Idiopathic central precocious puberty on the rise in boys

By Eleanor McDermid, Senior medwireNews Reporter

About three-quarters of cases of central precocious puberty (CPP) in boys have no identifiable cause, say researchers.

Ayfer Alikasifoglu (Hacettepe University, Ankara, Turkey) and colleagues assessed 100 boys, aged between 9 months and 10.5 years, who were diagnosed with CPP between 2003 and 2014.

Just 26% of these cases were found to have an underlying central nervous system (CNS) abnormality, which the team says is “one of the lowest rates in the literature”.

The number of cases with CNS lesions diagnosed remained stable, at six or seven per 2-year period, but the overall number of CPP cases rose, due to an increasing proportion of idiopathic cases per 2-year period increased over time, from 33.3% during 2003 to 2005, rising as high as 81.6% in more recent time periods.

The researchers note that they included all cases with CNS abnormalities regardless of whether the lesion or CPP was diagnosed first, thus providing an accurate estimate of the proportion of CPP cases with an underlying organic cause.

“It should always be kept in mind that there is a significant amount of patients with a CNS lesion who are diagnosed with CPP during follow-up”, they write in Hormone Research in Paediatrics.

Spacing-occupying lesions accounted for 20 of the 26 CNS abnormalities detected, and the remaining six were developmental abnormalities.
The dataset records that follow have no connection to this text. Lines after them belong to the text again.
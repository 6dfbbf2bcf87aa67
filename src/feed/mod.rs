pub mod mutation;
pub mod store;

pub use mutation::{InvalidTransition, MutationState};
pub use store::{FeedEntry, FeedSnapshot, FeedStore, ProvisionalPost, COMMENTS, HEARTS, POSTS};
use serde_json::Value;

/// One table row as a JSON object.
pub type Row = serde_json::Map<String, Value>;

/// Build a row from column/value pairs.
pub fn row<'a, I>(pairs: I) -> Row
where
    I: IntoIterator<Item = (&'a str, Value)>,
{
    pairs
        .into_iter()
        .map(|(column, value)| (column.to_string(), value))
        .collect()
}

/// Conjunction of equality conditions.
#[derive(Debug, Clone, Default, PartialEq)]
pub struct Filter {
    conditions: Vec<(String, Value)>,
}

impl Filter {
    pub fn new() -> Self {
        Self::default()
    }

    pub fn eq(mut self, column: impl Into<String>, value: impl Into<Value>) -> Self {
        self.conditions.push((column.into(), value.into()));
        self
    }

    pub fn conditions(&self) -> &[(String, Value)] {
        &self.conditions
    }

    pub fn is_empty(&self) -> bool {
        self.conditions.is_empty()
    }
}

#[derive(Debug, Clone, PartialEq, Eq)]
pub struct Order {
    pub column: String,
    pub descending: bool,
}

/// Count of rows in `table` whose `foreign_key` points at the selected row's
/// `id`. Returned under the key `table` as `[{"count": n}]`.
#[derive(Debug, Clone, PartialEq, Eq)]
pub struct Embed {
    pub table: String,
    pub foreign_key: String,
}

#[derive(Debug, Clone, PartialEq)]
pub struct Select {
    pub table: String,
    pub filter: Filter,
    pub order: Vec<Order>,
    pub counts: Vec<Embed>,
    pub limit: Option<usize>,
}

impl Select {
    pub fn from(table: impl Into<String>) -> Self {
        Self {
            table: table.into(),
            filter: Filter::new(),
            order: Vec::new(),
            counts: Vec::new(),
            limit: None,
        }
    }

    pub fn eq(mut self, column: impl Into<String>, value: impl Into<Value>) -> Self {
        self.filter = self.filter.eq(column, value);
        self
    }

    pub fn order_desc(mut self, column: impl Into<String>) -> Self {
        self.order.push(Order {
            column: column.into(),
            descending: true,
        });
        self
    }

    pub fn order_asc(mut self, column: impl Into<String>) -> Self {
        self.order.push(Order {
            column: column.into(),
            descending: false,
        });
        self
    }

    pub fn count_of(mut self, table: impl Into<String>, foreign_key: impl Into<String>) -> Self {
        self.counts.push(Embed {
            table: table.into(),
            foreign_key: foreign_key.into(),
        });
        self
    }

    pub fn limit(mut self, limit: usize) -> Self {
        self.limit = Some(limit);
        self
    }
}
mod common;

use std::sync::Arc;
use std::time::Duration;

use serde_json::json;
use tokio_test::{assert_err, assert_ok};

use common::{context_with, driver, metadata, FaultyRemote, Fixture, PASSWORD};
use petagram::auth::login::LOGIN_SUCCESS_MESSAGE;
use petagram::auth::{LoginFlow, LoginForm, NavigationTarget};
use petagram::models::Role;
use petagram::upload::UploadFile;
use petagram::AppError;

fn flow_for(ctx: &petagram::AppContext, email: &str, password: &str) -> LoginFlow {
    let mut flow = LoginFlow::new(Arc::clone(&ctx.session));
    flow.form = LoginForm {
        email: email.to_string(),
        password: password.to_string(),
    };
    flow
}

#[tokio::test]
async fn test_driver_login_redirects_to_rider_dashboard() {
    let fx = Fixture::new();
    fx.user("rider@example.com", driver());
    let ctx = fx.context();

    let mut flow = flow_for(&ctx, "rider@example.com", PASSWORD);
    let target = flow.submit().await;

    assert_eq!(target, Some(NavigationTarget::RiderDashboard));
    assert_eq!(target.map(|t| t.path()), Some("/system/rider-dashboard"));
    assert_eq!(
        flow.action.success_message.as_deref(),
        Some(LOGIN_SUCCESS_MESSAGE)
    );
    assert!(!flow.action.processing);
    assert_eq!(flow.form, LoginForm::default(), "form is cleared after submit");
    assert!(ctx.session.current_session().is_some());
}

#[tokio::test]
async fn test_passenger_login_redirects_to_passenger_dashboard() {
    let fx = Fixture::new();
    fx.user("plain@example.com", json!({}));
    fx.user("walker@example.com", json!({"is_driver": false}));

    for email in ["plain@example.com", "walker@example.com"] {
        let ctx = fx.context();
        let mut flow = flow_for(&ctx, email, PASSWORD);
        assert_eq!(flow.submit().await, Some(NavigationTarget::PassengerDashboard));
    }
}

#[tokio::test]
async fn test_bad_password_reports_error_and_clears_form() {
    let fx = Fixture::new();
    fx.user("a@example.com", json!({}));
    let ctx = fx.context();

    let mut flow = flow_for(&ctx, "a@example.com", "wrong");
    assert_eq!(flow.submit().await, None);

    assert_eq!(
        flow.action.error_message.as_deref(),
        Some("Invalid login credentials")
    );
    assert_eq!(flow.action.status_code, Some(400));
    assert!(flow.action.success_message.is_none());
    assert_eq!(flow.form, LoginForm::default());
    assert!(ctx.session.current_session().is_none());
}

#[tokio::test]
async fn test_invalid_form_never_reaches_remote() {
    let fx = Fixture::new();
    let faulty = FaultyRemote::new(fx.remote());
    faulty.fail("sign_in:auth");
    let ctx = context_with(faulty.clone(), Duration::from_secs(5));

    let mut flow = flow_for(&ctx, "", "");
    assert_eq!(flow.submit().await, None);
    // The injected remote failure would have produced a 500
    assert_eq!(flow.action.error_message.as_deref(), Some("Email is required"));
    assert_eq!(flow.action.status_code, None);
}

#[tokio::test]
async fn test_admin_flag_overrides_declared_role() {
    let fx = Fixture::new();
    fx.user(
        "boss@example.com",
        json!({"is_admin": true, "user_role": "driver"}),
    );
    let ctx = fx.context();

    let auth = assert_ok!(ctx.session.authenticate("boss@example.com", PASSWORD).await);
    assert_eq!(auth.session.role, Role::SuperAdministrator);
    assert_eq!(auth.session.role.label(), "Super Administrator");
}

#[tokio::test]
async fn test_sign_in_timeout_is_reported_as_timeout() {
    let fx = Fixture::new();
    fx.user("slow@example.com", json!({}));
    let faulty = FaultyRemote::new(fx.remote());
    faulty.hang("sign_in:auth");
    let ctx = context_with(faulty.clone(), Duration::from_millis(50));

    let err = assert_err!(ctx.session.authenticate("slow@example.com", PASSWORD).await);
    assert!(err.is_timeout(), "expected timeout, got {:?}", err);
    assert!(ctx.session.current_session().is_none());
}

#[tokio::test]
async fn test_update_profile_merges_metadata() {
    let fx = Fixture::new();
    fx.user("p@example.com", json!({"user_role": "owner", "nickname": "old"}));
    let ctx = fx.signed_in("p@example.com").await;

    let session = ctx
        .session
        .update_profile(metadata(json!({"nickname": "Rex's human"})))
        .await
        .unwrap();

    assert_eq!(session.metadata["nickname"], json!("Rex's human"));
    assert_eq!(session.metadata["user_role"], json!("owner"));
    assert_eq!(ctx.session.current_session(), Some(session));

    // Another client reads the stored record
    let other = fx.signed_in("p@example.com").await;
    let reloaded = other.session.load_user_information().await.unwrap();
    assert_eq!(reloaded.metadata["nickname"], json!("Rex's human"));
}

#[tokio::test]
async fn test_update_profile_requires_session() {
    let fx = Fixture::new();
    let ctx = fx.context();

    let err = ctx
        .session
        .update_profile(metadata(json!({"nickname": "x"})))
        .await
        .unwrap_err();
    assert!(matches!(err, AppError::Unauthenticated));
}

#[tokio::test]
async fn test_failed_profile_update_keeps_local_session() {
    let fx = Fixture::new();
    fx.user("p@example.com", json!({"nickname": "old"}));
    let faulty = FaultyRemote::new(fx.remote());
    let ctx = context_with(faulty.clone(), Duration::from_secs(5));
    ctx.session.authenticate("p@example.com", PASSWORD).await.unwrap();
    let before = ctx.session.current_session();

    faulty.fail("update_user:auth");
    let err = ctx
        .session
        .update_profile(metadata(json!({"nickname": "new"})))
        .await
        .unwrap_err();

    assert!(matches!(err, AppError::Update { .. }));
    assert_eq!(ctx.session.current_session(), before);
}

#[tokio::test]
async fn test_profile_image_overwrites_previous_avatar() {
    let fx = Fixture::new();
    let user_id = fx.user("pic@example.com", json!({}));
    let ctx = fx.signed_in("pic@example.com").await;

    let first = ctx
        .session
        .update_profile_image(&ctx.uploads, UploadFile::new("Me.PNG", vec![1u8, 2, 3]))
        .await
        .unwrap();
    let url = first.image_url().unwrap().to_string();
    assert!(url.ends_with(&format!("petagram/avatars/{}-avatar.png", user_id)));

    let second = ctx
        .session
        .update_profile_image(&ctx.uploads, UploadFile::new("me.png", vec![9u8]))
        .await
        .unwrap();
    assert_eq!(second.image_url(), Some(url.as_str()));

    let stored = fx
        .dir
        .path()
        .join("storage/petagram/avatars")
        .join(format!("{}-avatar.png", user_id));
    assert_eq!(std::fs::read(stored).unwrap(), vec![9u8]);
}

#[tokio::test]
async fn test_refresh_and_logout() {
    let fx = Fixture::new();
    fx.user("x@example.com", json!({}));
    let ctx = fx.signed_in("x@example.com").await;
    let mut sessions = ctx.session.subscribe();

    assert!(ctx.session.refresh_from_remote().await.unwrap());

    ctx.logout().await.unwrap();
    assert!(ctx.session.current_session().is_none());
    assert!(sessions.borrow_and_update().is_none());
    assert!(!ctx.session.refresh_from_remote().await.unwrap());
    assert!(ctx.feed.entries().is_empty());
    assert!(ctx.interactions.hearted().is_empty());
}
The likelihood of identifying a CNS lesion varied with age; 60% of children younger than 7 years had an underlying CNS lesion, compared with just 8% of older children. They also had a more advanced bone age than children with idiopathic CPP. Their basal testosterone levels were significantly higher than those of the idiopathic CPP cases, as were their peak luteinizing hormone levels.

“When a boy is diagnosed with CPP above the age of 7 years, the odds of detecting an underlying CNS pathology are very low, and these cases are mostly idiopathic”, say the researchers.

They suggest that, as with girls, increased weight gain during childhood may increase the risk of boys experiencing CPP. But they also note that increased awareness of CPP among patients and physicians could have contributed to the increased prevalence of idiopathic cases.